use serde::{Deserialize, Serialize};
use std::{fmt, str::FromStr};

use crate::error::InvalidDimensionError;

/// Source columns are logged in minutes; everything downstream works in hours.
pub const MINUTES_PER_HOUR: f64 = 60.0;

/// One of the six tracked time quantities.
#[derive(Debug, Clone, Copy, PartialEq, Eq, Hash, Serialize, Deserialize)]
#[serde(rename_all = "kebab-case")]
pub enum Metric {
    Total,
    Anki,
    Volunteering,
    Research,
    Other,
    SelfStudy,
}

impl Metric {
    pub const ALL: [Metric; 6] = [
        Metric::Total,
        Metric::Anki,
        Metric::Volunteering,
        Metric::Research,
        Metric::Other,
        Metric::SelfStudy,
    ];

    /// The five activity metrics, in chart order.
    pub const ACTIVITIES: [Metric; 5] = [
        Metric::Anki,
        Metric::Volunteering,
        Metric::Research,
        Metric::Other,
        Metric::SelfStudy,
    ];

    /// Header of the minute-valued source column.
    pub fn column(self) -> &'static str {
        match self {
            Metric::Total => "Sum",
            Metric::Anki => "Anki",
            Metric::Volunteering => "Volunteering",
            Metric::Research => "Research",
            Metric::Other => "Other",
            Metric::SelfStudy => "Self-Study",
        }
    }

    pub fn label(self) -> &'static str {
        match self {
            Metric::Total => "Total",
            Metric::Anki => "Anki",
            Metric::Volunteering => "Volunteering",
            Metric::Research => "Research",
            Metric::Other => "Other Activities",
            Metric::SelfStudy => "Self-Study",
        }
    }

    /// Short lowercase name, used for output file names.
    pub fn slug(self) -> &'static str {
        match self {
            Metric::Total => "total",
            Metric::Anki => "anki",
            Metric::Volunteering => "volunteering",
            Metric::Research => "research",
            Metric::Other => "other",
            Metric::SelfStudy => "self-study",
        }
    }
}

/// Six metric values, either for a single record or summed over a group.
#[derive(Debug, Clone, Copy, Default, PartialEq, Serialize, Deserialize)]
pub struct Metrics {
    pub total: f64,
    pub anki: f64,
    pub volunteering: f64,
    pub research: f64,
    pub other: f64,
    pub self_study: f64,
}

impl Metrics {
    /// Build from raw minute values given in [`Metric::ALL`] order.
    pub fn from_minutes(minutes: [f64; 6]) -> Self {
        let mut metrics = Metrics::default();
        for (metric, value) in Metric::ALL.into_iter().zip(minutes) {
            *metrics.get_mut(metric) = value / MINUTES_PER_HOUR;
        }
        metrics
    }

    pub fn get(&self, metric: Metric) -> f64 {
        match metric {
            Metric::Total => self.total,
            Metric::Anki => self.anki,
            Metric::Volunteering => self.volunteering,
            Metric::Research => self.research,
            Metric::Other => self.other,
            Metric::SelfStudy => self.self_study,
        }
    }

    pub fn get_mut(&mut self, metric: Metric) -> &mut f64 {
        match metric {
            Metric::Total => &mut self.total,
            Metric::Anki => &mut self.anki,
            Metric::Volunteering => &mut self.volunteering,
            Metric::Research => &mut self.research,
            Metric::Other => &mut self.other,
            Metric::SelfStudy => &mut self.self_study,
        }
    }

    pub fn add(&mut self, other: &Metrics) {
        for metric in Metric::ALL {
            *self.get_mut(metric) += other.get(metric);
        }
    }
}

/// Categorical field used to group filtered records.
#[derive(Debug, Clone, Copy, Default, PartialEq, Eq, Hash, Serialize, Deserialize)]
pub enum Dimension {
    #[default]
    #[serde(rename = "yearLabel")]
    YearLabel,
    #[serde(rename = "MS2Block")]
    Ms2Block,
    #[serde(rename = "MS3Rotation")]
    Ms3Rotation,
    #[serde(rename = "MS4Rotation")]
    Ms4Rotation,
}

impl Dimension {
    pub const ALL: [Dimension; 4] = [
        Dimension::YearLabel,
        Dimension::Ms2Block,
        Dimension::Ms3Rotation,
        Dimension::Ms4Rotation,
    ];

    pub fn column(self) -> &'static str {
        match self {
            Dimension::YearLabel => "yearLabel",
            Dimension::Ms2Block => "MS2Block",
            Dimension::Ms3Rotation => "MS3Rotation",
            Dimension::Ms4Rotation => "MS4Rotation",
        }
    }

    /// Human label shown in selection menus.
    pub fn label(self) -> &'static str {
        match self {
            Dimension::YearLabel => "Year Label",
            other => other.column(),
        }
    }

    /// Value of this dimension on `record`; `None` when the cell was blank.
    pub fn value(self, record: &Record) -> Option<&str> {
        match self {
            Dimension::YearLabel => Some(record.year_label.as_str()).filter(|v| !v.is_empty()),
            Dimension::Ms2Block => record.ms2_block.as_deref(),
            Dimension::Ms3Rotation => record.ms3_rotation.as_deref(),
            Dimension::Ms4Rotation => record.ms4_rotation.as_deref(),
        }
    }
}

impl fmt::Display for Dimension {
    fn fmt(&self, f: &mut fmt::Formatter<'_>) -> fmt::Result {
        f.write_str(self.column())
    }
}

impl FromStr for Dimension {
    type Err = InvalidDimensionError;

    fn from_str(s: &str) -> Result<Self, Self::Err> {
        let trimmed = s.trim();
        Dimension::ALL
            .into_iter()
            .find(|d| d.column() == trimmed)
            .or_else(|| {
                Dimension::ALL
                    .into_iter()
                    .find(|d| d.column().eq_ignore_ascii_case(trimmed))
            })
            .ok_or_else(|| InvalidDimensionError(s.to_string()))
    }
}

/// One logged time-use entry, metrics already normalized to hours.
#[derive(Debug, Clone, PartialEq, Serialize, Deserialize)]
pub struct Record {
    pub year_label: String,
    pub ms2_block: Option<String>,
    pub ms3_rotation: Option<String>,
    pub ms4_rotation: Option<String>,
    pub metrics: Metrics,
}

____________________

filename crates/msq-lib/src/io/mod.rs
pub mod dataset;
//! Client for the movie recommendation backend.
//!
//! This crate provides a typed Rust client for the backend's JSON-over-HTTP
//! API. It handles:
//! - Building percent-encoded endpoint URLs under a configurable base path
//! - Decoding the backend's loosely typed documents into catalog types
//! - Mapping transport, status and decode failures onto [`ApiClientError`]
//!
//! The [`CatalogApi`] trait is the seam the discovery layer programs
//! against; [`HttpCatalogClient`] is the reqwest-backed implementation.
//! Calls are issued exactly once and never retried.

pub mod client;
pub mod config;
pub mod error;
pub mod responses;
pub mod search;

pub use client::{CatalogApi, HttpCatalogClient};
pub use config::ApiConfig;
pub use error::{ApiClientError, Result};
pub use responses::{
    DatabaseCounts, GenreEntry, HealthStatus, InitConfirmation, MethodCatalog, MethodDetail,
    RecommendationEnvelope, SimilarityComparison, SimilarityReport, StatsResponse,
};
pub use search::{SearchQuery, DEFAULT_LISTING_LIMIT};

____________________

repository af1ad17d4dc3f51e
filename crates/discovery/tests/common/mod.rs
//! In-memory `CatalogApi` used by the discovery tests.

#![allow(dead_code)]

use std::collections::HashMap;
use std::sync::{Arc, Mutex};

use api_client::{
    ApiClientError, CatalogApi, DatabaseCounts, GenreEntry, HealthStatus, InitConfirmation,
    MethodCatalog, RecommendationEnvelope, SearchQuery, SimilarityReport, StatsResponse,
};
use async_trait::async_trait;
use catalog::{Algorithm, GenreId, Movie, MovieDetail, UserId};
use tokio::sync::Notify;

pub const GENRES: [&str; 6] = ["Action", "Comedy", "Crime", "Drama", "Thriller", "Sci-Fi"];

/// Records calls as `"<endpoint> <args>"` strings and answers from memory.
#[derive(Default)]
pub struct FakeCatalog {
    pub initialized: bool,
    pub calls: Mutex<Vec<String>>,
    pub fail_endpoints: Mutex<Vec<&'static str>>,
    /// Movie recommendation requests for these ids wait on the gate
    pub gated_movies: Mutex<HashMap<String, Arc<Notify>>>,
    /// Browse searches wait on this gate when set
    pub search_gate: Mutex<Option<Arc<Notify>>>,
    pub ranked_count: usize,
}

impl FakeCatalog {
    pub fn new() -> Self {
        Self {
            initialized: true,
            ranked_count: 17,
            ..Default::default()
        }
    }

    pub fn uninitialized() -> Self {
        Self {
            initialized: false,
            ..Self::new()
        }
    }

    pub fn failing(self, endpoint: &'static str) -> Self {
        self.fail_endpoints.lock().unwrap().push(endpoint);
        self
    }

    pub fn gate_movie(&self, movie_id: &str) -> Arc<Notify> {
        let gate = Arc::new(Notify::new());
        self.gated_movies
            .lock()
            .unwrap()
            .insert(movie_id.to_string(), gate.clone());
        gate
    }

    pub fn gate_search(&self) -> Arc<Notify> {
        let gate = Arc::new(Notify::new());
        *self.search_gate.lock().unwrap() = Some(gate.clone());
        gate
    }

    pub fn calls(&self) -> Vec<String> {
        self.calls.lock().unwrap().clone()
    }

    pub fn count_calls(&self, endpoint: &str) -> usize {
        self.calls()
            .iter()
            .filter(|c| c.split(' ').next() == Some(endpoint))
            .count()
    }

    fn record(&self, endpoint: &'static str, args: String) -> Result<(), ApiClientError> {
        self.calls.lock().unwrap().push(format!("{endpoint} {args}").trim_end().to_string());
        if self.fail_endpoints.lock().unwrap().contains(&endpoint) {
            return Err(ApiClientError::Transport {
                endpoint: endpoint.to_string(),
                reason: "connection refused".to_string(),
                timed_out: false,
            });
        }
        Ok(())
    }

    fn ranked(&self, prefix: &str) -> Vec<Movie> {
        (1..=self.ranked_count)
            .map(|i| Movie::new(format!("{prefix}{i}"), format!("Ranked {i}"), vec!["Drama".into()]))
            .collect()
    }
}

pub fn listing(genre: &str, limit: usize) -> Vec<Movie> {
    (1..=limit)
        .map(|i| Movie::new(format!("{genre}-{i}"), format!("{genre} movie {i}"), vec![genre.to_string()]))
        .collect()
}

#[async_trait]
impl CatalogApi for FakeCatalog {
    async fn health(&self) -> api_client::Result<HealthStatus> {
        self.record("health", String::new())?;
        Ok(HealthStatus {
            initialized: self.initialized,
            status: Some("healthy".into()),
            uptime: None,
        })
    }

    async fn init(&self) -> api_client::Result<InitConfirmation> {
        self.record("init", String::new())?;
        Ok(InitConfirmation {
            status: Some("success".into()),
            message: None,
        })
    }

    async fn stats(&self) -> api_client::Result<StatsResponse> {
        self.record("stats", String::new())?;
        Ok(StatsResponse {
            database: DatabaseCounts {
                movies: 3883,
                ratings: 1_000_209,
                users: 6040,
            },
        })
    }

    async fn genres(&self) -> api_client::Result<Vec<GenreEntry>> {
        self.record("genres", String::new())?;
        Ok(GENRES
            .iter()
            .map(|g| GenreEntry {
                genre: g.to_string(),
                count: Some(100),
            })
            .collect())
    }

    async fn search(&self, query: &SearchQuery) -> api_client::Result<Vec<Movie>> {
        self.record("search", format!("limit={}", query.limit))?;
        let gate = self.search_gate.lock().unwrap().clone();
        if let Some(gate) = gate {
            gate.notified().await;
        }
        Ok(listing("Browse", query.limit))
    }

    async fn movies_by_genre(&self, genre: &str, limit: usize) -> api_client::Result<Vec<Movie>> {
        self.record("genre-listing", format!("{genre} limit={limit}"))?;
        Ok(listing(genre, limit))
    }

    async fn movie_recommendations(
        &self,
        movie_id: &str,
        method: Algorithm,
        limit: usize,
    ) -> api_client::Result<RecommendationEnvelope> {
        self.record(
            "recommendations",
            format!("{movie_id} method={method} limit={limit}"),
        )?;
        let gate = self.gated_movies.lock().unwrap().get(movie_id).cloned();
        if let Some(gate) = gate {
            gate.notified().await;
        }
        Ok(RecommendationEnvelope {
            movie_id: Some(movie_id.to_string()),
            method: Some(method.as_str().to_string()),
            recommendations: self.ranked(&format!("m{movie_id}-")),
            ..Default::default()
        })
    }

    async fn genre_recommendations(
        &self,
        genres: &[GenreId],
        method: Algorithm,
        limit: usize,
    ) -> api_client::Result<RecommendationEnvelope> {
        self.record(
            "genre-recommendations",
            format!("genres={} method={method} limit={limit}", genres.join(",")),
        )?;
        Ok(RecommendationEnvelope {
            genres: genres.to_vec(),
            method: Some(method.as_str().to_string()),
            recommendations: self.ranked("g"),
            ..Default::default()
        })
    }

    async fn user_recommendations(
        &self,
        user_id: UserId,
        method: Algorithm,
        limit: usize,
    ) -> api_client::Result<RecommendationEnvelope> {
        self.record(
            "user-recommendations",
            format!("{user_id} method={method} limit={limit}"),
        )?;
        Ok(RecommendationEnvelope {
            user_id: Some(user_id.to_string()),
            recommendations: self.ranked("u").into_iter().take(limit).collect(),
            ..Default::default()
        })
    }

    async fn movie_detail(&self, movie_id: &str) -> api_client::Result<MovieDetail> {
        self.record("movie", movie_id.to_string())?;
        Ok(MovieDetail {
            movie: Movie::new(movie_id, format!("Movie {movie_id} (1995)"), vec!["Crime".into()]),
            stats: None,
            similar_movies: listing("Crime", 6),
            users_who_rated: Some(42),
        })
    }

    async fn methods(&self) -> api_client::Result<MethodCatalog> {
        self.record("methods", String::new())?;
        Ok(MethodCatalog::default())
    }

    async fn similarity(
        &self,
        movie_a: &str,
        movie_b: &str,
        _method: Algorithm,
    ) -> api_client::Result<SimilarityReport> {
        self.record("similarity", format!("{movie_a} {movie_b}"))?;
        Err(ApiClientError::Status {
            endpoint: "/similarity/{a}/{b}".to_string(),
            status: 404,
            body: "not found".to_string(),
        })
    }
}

____________________

PROMPT ▸ Examine the entries and say how many of their lines hold the word "Mutex". No other words should accompany the number.

SOLUTION TO THE PROBLEM ▸ 5